Review

A Moment of Doubt on Spinetingler

Chris Estey
Maximum Rocknroll

April 2014

A Moment of Doubt by Jim Nisbet – quick take
By Russel D McLean
Spinetingler Magazine
January 5, 2011

[Ed note: Yesterday I noticed that Russel had posted a series of tweets about A Moment of Doubt by Jim Nisbet that formed a mini-review. With his permission I’ve collected them here in the form of a quick take. He also has reserved the right to dig deeper into some of these thoughts. I for one hope he does.]

A Moment of Doubt
by Jim Nisbet is one of the most insane things I’ve read in a long time.
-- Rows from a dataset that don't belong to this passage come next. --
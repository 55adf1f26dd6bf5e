//! History of previous runs, used to skip work whose outcome cannot have
//! changed.
//!
//! The store is a JSON Lines file. Each line is one record: a unit's hashes,
//! a green test's coverage, or a mutant's verdict. Unreadable lines are
//! skipped and counted; a missing file means a cold start.

mod incremental;

use std::collections::{BTreeMap, BTreeSet, HashMap};
use std::fs::File;
use std::io::{BufRead, BufReader, ErrorKind, Write};
use std::path::{Path, PathBuf};

use serde::{Deserialize, Serialize};
use thiserror::Error;
use tracing::{debug, info, warn};

pub use incremental::{CodeHistory, IncrementalAnalyser};

use crate::coverage::{CoverageData, CoverageResult, ProbeHit};
use crate::execute::TestSpec;
use crate::model::{CodeRepository, CodeUnitName, ContentHash};
use crate::mutation::{
    DetectionStatus, MutationIdentifier, MutationResult, StatusTestPair, TestInfo,
};

/// History persistence errors.
#[derive(Debug, Error)]
pub enum HistoryError {
    /// IO failure.
    #[error("io error: {0}")]
    Io(#[from] std::io::Error),
    /// A record could not be encoded.
    #[error("history encoding error: {0}")]
    Encode(#[from] serde_json::Error),
    /// The finished file could not be moved into place.
    #[error("could not replace history file: {0}")]
    Persist(#[from] tempfile::PersistError),
}

/// Hashes of a unit as of a previous run.
#[derive(Debug, Clone, PartialEq, Eq, Serialize, Deserialize)]
pub struct UnitHistory {
    pub name: CodeUnitName,
    pub content_hash: ContentHash,
    pub hierarchical_hash: ContentHash,
    /// `None` when nothing covered the unit.
    pub coverage_id: Option<ContentHash>,
}

/// Coverage of a green test as of a previous run.
#[derive(Debug, Clone, PartialEq, Eq, Serialize, Deserialize)]
pub struct TestHistory {
    pub name: String,
    pub execution_time_ms: u64,
    pub defining_unit: Option<CodeUnitName>,
    pub visited: Vec<ProbeHit>,
}

/// Verdict for a mutant as of a previous run.
#[derive(Debug, Clone, PartialEq, Eq, Serialize, Deserialize)]
pub struct ResultHistory {
    pub id: MutationIdentifier,
    #[serde(flatten)]
    pub pair: StatusTestPair,
}

/// One line of the history file.
#[derive(Debug, Clone, PartialEq, Eq, Serialize, Deserialize)]
#[serde(tag = "kind", rename_all = "snake_case")]
pub enum HistoryRecord {
    Unit(UnitHistory),
    Test(TestHistory),
    Result(ResultHistory),
}

/// What was read from a previous run.
#[derive(Debug, Clone, Default, PartialEq, Eq)]
pub struct HistorySnapshot {
    pub units: HashMap<CodeUnitName, UnitHistory>,
    pub tests: HashMap<String, TestHistory>,
    pub results: HashMap<MutationIdentifier, StatusTestPair>,
    /// Lines that could not be parsed.
    pub malformed_lines: usize,
}

/// Tests split by whether coverage must be measured again.
#[derive(Debug, Clone, Default, PartialEq, Eq)]
pub struct LimitedTests {
    /// Tests to run under coverage.
    pub to_run: Vec<TestSpec>,
    /// Recorded coverage standing in for skipped tests.
    pub replayed: Vec<CoverageResult>,
}

/// Statuses that can be carried forward without re-running.
fn is_reusable(status: DetectionStatus) -> bool {
    matches!(
        status,
        DetectionStatus::Killed | DetectionStatus::TimedOut | DetectionStatus::Survived
    )
}

/// Read side and write side of a run's history.
pub trait HistoryStore: Send {
    /// Load the previous run. Never fails: unreadable history is a cold start.
    fn initialize(&mut self) -> &HistorySnapshot;

    /// The previous run, as loaded by [`HistoryStore::initialize`].
    fn previous(&self) -> &HistorySnapshot;

    /// Snapshot unit hashes, coverage ids and green-test coverage for the
    /// next run.
    fn process_coverage(
        &mut self,
        coverage: &CoverageData,
        repo: &CodeRepository,
        units: &[CodeUnitName],
    );

    /// Remember a verdict for the next run.
    fn record_result(&mut self, result: &MutationResult);

    /// Write everything recorded.
    fn close(&mut self) -> Result<(), HistoryError>;

    /// Drop tests whose coverage cannot have changed since the previous run
    /// and replay their recorded coverage instead.
    ///
    /// A test is dropped only when its defining unit is known and unchanged,
    /// it was green last time, every unit it reached is unchanged, and every
    /// recorded verdict in those units is reusable.
    fn limit_tests(&self, tests: Vec<TestSpec>, repo: &CodeRepository) -> LimitedTests {
        let previous = self.previous();
        let history = CodeHistory::new(repo, &previous.units, &previous.results);

        let mut settled: BTreeMap<&CodeUnitName, bool> = BTreeMap::new();
        for (id, pair) in &previous.results {
            let entry = settled.entry(&id.unit).or_insert(true);
            *entry &= is_reusable(pair.status);
        }

        let mut limited = LimitedTests::default();
        for test in tests {
            let Some(defining) = test.defining_unit.as_ref() else {
                limited.to_run.push(test);
                continue;
            };
            let Some(recorded) = previous.tests.get(&test.name) else {
                limited.to_run.push(test);
                continue;
            };
            let reached: BTreeSet<&CodeUnitName> =
                recorded.visited.iter().map(|hit| &hit.unit).collect();
            let skippable = recorded.defining_unit.as_ref() == Some(defining)
                && !history.has_unit_changed(defining)
                && reached.iter().all(|unit| {
                    !history.has_unit_changed(unit) && settled.get(unit).copied().unwrap_or(true)
                });

            if skippable {
                debug!(test = %test.name, "replaying recorded coverage");
                limited.replayed.push(CoverageResult {
                    test: TestInfo {
                        name: recorded.name.clone(),
                        execution_time_ms: recorded.execution_time_ms,
                        defining_unit: recorded.defining_unit.clone(),
                        probes_hit: 0,
                    },
                    passed: true,
                    visited: recorded.visited.clone(),
                });
            } else {
                limited.to_run.push(test);
            }
        }
        if !limited.replayed.is_empty() {
            info!(
                skipped = limited.replayed.len(),
                running = limited.to_run.len(),
                "history limited the tests needing coverage"
            );
        }
        limited
    }
}

/// JSON Lines history file.
///
/// Reads from `input` and writes to `output`; either may be absent.
#[derive(Debug, Default)]
pub struct FileHistoryStore {
    input: Option<PathBuf>,
    output: Option<PathBuf>,
    previous: HistorySnapshot,
    units: BTreeMap<CodeUnitName, UnitHistory>,
    tests: BTreeMap<String, TestHistory>,
    results: BTreeMap<MutationIdentifier, StatusTestPair>,
}

impl FileHistoryStore {
    pub fn new(input: Option<PathBuf>, output: Option<PathBuf>) -> Self {
        Self {
            input,
            output,
            ..Self::default()
        }
    }

    /// A store that neither reads nor writes.
    pub fn disabled() -> Self {
        Self::default()
    }
}

/// Read a history file, skipping malformed lines.
pub fn read_history(path: &Path) -> Result<HistorySnapshot, HistoryError> {
    let reader = BufReader::new(File::open(path)?);
    let mut snapshot = HistorySnapshot::default();

    for line in reader.lines() {
        let line = match line {
            Ok(line) => line,
            Err(err) if err.kind() == ErrorKind::InvalidData => {
                snapshot.malformed_lines += 1;
                continue;
            }
            Err(err) => return Err(err.into()),
        };
        if line.trim().is_empty() {
            continue;
        }

        match serde_json::from_str::<HistoryRecord>(&line) {
            Ok(HistoryRecord::Unit(unit)) => {
                snapshot.units.insert(unit.name.clone(), unit);
            }
            Ok(HistoryRecord::Test(test)) => {
                snapshot.tests.insert(test.name.clone(), test);
            }
            Ok(HistoryRecord::Result(result)) => {
                snapshot.results.insert(result.id, result.pair);
            }
            Err(_) => snapshot.malformed_lines += 1,
        }
    }
    Ok(snapshot)
}

/// Write records to `path` through a temporary file in the same directory.
pub fn write_history<'a>(
    path: &Path,
    records: impl IntoIterator<Item = &'a HistoryRecord>,
) -> Result<(), HistoryError> {
    let dir = match path.parent() {
        Some(dir) if !dir.as_os_str().is_empty() => dir,
        _ => Path::new("."),
    };
    std::fs::create_dir_all(dir)?;

    let mut file = tempfile::NamedTempFile::new_in(dir)?;
    for record in records {
        serde_json::to_writer(&mut file, record)?;
        file.write_all(b"\n")?;
    }
    file.flush()?;
    file.persist(path)?;
    Ok(())
}

impl HistoryStore for FileHistoryStore {
    fn initialize(&mut self) -> &HistorySnapshot {
        self.previous = match self.input.as_deref() {
            None => HistorySnapshot::default(),
            Some(path) => match read_history(path) {
                Ok(snapshot) => {
                    if snapshot.malformed_lines > 0 {
                        warn!(
                            path = %path.display(),
                            malformed = snapshot.malformed_lines,
                            "skipped unreadable history records"
                        );
                    }
                    info!(
                        units = snapshot.units.len(),
                        results = snapshot.results.len(),
                        "loaded history"
                    );
                    snapshot
                }
                Err(HistoryError::Io(err)) if err.kind() == ErrorKind::NotFound => {
                    info!(path = %path.display(), "no history found, starting cold");
                    HistorySnapshot::default()
                }
                Err(err) => {
                    warn!(path = %path.display(), %err, "history unreadable, starting cold");
                    HistorySnapshot::default()
                }
            },
        };
        &self.previous
    }

    fn previous(&self) -> &HistorySnapshot {
        &self.previous
    }

    fn process_coverage(
        &mut self,
        coverage: &CoverageData,
        repo: &CodeRepository,
        units: &[CodeUnitName],
    ) {
        for name in units {
            let Some(id) = repo.hierarchical_id(name) else {
                continue;
            };
            self.units.insert(
                name.clone(),
                UnitHistory {
                    name: name.clone(),
                    content_hash: id.content_hash,
                    hierarchical_hash: id.hierarchical_hash,
                    coverage_id: coverage.coverage_id_for_unit(name, repo),
                },
            );
        }
        for result in coverage.results().filter(|r| r.passed) {
            self.tests.insert(
                result.test.name.clone(),
                TestHistory {
                    name: result.test.name.clone(),
                    execution_time_ms: result.test.execution_time_ms,
                    defining_unit: result.test.defining_unit.clone(),
                    visited: result.visited.clone(),
                },
            );
        }
    }

    fn record_result(&mut self, result: &MutationResult) {
        self.results.insert(result.id().clone(), result.pair.clone());
    }

    fn close(&mut self) -> Result<(), HistoryError> {
        let Some(path) = self.output.as_deref() else {
            return Ok(());
        };
        let records: Vec<HistoryRecord> = self
            .units
            .values()
            .cloned()
            .map(HistoryRecord::Unit)
            .chain(self.tests.values().cloned().map(HistoryRecord::Test))
            .chain(self.results.iter().map(|(id, pair)| {
                HistoryRecord::Result(ResultHistory {
                    id: id.clone(),
                    pair: pair.clone(),
                })
            }))
            .collect();
        write_history(path, &records)?;
        info!(path = %path.display(), records = records.len(), "wrote history");
        Ok(())
    }
}
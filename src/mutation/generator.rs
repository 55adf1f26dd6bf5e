//! Mutant generation contract.

use super::details::MutationDetails;
use crate::model::CodeUnit;

/// Produces candidate mutants for a code unit.
///
/// Implementations must be deterministic: the same unit and operator set
/// always yield the same mutants in the same order.
pub trait MutationGenerator: Send + Sync {
    /// Mutants for `unit`, restricted to `operators` when non-empty.
    fn generate(&self, unit: &CodeUnit, operators: &[String]) -> Vec<MutationDetails>;
}

impl<G: MutationGenerator + ?Sized> MutationGenerator for std::sync::Arc<G> {
    fn generate(&self, unit: &CodeUnit, operators: &[String]) -> Vec<MutationDetails> {
        (**self).generate(unit, operators)
    }
}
But very interesting in its “attack” on detective clichés, even if I think that inherent argument is maybe a little limited in scope. I’m not sure that the genre limitations are as frustrating as Nisbet makes out unless one deliberately makes them that way. Although of course there are times I do understand the points he makes. But besides the contentious stuff about the genre, A Moment of Doubt is still a messed up literary fever-dream of a book & worth a look.

Synopsis:

A Moment of Doubt is at turns hilarious, thrilling and obscene. Jim Nisbet’s novella is ripped from the zeitgeist of the 80s, and set in a sex-drenched San Francisco, where the computer becomes the protagonist’s co-conspirator and both writer and machine seem to threaten the written word itself.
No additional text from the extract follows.